[Stored items]
● ● ●

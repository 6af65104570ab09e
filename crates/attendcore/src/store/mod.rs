//! Credential store: group → student records.
//!
//! Every backend implements [`CredentialStore`]; all three contract
//! operations are linearizable with respect to each other. Logins are
//! unique per group, compared case-insensitively.

pub mod json_file;
pub mod memory;
pub mod snapshot;
pub mod sqlite;

use async_trait::async_trait;
use std::sync::Arc;
use strum::{Display, EnumString};

use crate::config::StoreLocation;
use crate::error::StoreError;

pub use json_file::JsonFileStore;
pub use memory::MemoryStore;
pub use snapshot::Snapshot;
pub use sqlite::SqliteStore;

/// One persisted student.
#[derive(Debug, Clone, PartialEq, Eq)]
pub struct CredentialRecord {
    pub group: String,
    /// Login as originally registered (original casing)
    pub login: String,
    pub password_digest: String,
    /// Attendance flag flipped by the status toggle
    pub subscribed: bool,
}

/// Per-group counters for the admin listing.
#[derive(Debug, Clone, PartialEq, Eq)]
pub struct GroupSummary {
    pub name: String,
    pub relevance: bool,
    pub students: usize,
    pub present: usize,
}

/// What registration does with a group that does not exist yet.
#[derive(Debug, Clone, Copy, PartialEq, Eq, Default, EnumString, Display)]
#[strum(serialize_all = "kebab-case")]
pub enum GroupPolicy {
    /// Registration into an unknown group fails with `GroupNotFound`
    #[default]
    RequireExisting,
    /// The first registration creates the group
    AutoCreate,
}

#[async_trait]
pub trait CredentialStore: Send + Sync {
    /// Adds a student unless the login is already taken in the group.
    async fn insert_if_absent(&self, group: &str, login: &str, digest: &str) -> Result<(), StoreError>;

    /// Looks a student up by group and login.
    async fn find(&self, group: &str, login: &str) -> Result<CredentialRecord, StoreError>;

    /// Sets the attendance flag; setting the current value again succeeds.
    async fn toggle(&self, group: &str, login: &str, value: bool) -> Result<(), StoreError>;

    /// Creates a group if missing. Returns `true` when it was created.
    async fn ensure_group(&self, group: &str, relevance: bool) -> Result<bool, StoreError>;

    /// Lists groups with their counters, sorted by name.
    async fn groups(&self) -> Result<Vec<GroupSummary>, StoreError>;
}

/// Login comparison used for uniqueness and lookup.
pub fn same_login(a: &str, b: &str) -> bool {
    a == b || a.to_lowercase() == b.to_lowercase()
}

/// Normalized login used as a lookup key.
pub fn login_key(login: &str) -> String {
    login.to_lowercase()
}

/// Opens the backend selected by `location`.
pub fn open_store(location: &StoreLocation, policy: GroupPolicy) -> Result<Arc<dyn CredentialStore>, StoreError> {
    let store: Arc<dyn CredentialStore> = match location {
        StoreLocation::Json(path) => Arc::new(JsonFileStore::new(path.clone(), policy)),
        StoreLocation::Sqlite(path) => Arc::new(SqliteStore::open(path, policy)?),
        StoreLocation::Memory => Arc::new(MemoryStore::new(policy)),
    };
    log::info!("Opened credential store: {} (group policy: {})", location, policy);
    Ok(store)
}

● ● ●

EXERCISE PROMPT: Word for word, repeat every entry listed above.

RESPONSE TO THIS TASK:
repository 6af65104570ab09e
filename crates/attendcore/src/store/mod.rs
//! Credential store: group → student records.
//!
//! Every backend implements [`CredentialStore`]; all three contract
//! operations are linearizable with respect to each other. Logins are
//! unique per group, compared case-insensitively.

pub mod json_file;
pub mod memory;
pub mod snapshot;
pub mod sqlite;

use async_trait::async_trait;
use std::sync::Arc;
use strum::{Display, EnumString};

use crate::config::StoreLocation;
use crate::error::StoreError;

pub use json_file::JsonFileStore;
pub use memory::MemoryStore;
pub use snapshot::Snapshot;
pub use sqlite::SqliteStore;

/// One persisted student.
#[derive(Debug, Clone, PartialEq, Eq)]
pub struct CredentialRecord {
    pub group: String,
    /// Login as originally registered (original casing)
    pub login: String,
    pub password_digest: String,
    /// Attendance flag flipped by the status toggle
    pub subscribed: bool,
}

/// Per-group counters for the admin listing.
#[derive(Debug, Clone, PartialEq, Eq)]
pub struct GroupSummary {
    pub name: String,
    pub relevance: bool,
    pub students: usize,
    pub present: usize,
}

/// What registration does with a group that does not exist yet.
#[derive(Debug, Clone, Copy, PartialEq, Eq, Default, EnumString, Display)]
#[strum(serialize_all = "kebab-case")]
pub enum GroupPolicy {
    /// Registration into an unknown group fails with `GroupNotFound`
    #[default]
    RequireExisting,
    /// The first registration creates the group
    AutoCreate,
}

#[async_trait]
pub trait CredentialStore: Send + Sync {
    /// Adds a student unless the login is already taken in the group.
    async fn insert_if_absent(&self, group: &str, login: &str, digest: &str) -> Result<(), StoreError>;

    /// Looks a student up by group and login.
    async fn find(&self, group: &str, login: &str) -> Result<CredentialRecord, StoreError>;

    /// Sets the attendance flag; setting the current value again succeeds.
    async fn toggle(&self, group: &str, login: &str, value: bool) -> Result<(), StoreError>;

    /// Creates a group if missing. Returns `true` when it was created.
    async fn ensure_group(&self, group: &str, relevance: bool) -> Result<bool, StoreError>;

    /// Lists groups with their counters, sorted by name.
    async fn groups(&self) -> Result<Vec<GroupSummary>, StoreError>;
}

/// Login comparison used for uniqueness and lookup.
pub fn same_login(a: &str, b: &str) -> bool {
    a == b || a.to_lowercase() == b.to_lowercase()
}

/// Normalized login used as a lookup key.
pub fn login_key(login: &str) -> String {
    login.to_lowercase()
}

/// Opens the backend selected by `location`.
pub fn open_store(location: &StoreLocation, policy: GroupPolicy) -> Result<Arc<dyn CredentialStore>, StoreError> {
    let store: Arc<dyn CredentialStore> = match location {
        StoreLocation::Json(path) => Arc::new(JsonFileStore::new(path.clone(), policy)),
        StoreLocation::Sqlite(path) => Arc::new(SqliteStore::open(path, policy)?),
        StoreLocation::Memory => Arc::new(MemoryStore::new(policy)),
    };
    log::info!("Opened credential store: {} (group policy: {})", location, policy);
    Ok(store)
}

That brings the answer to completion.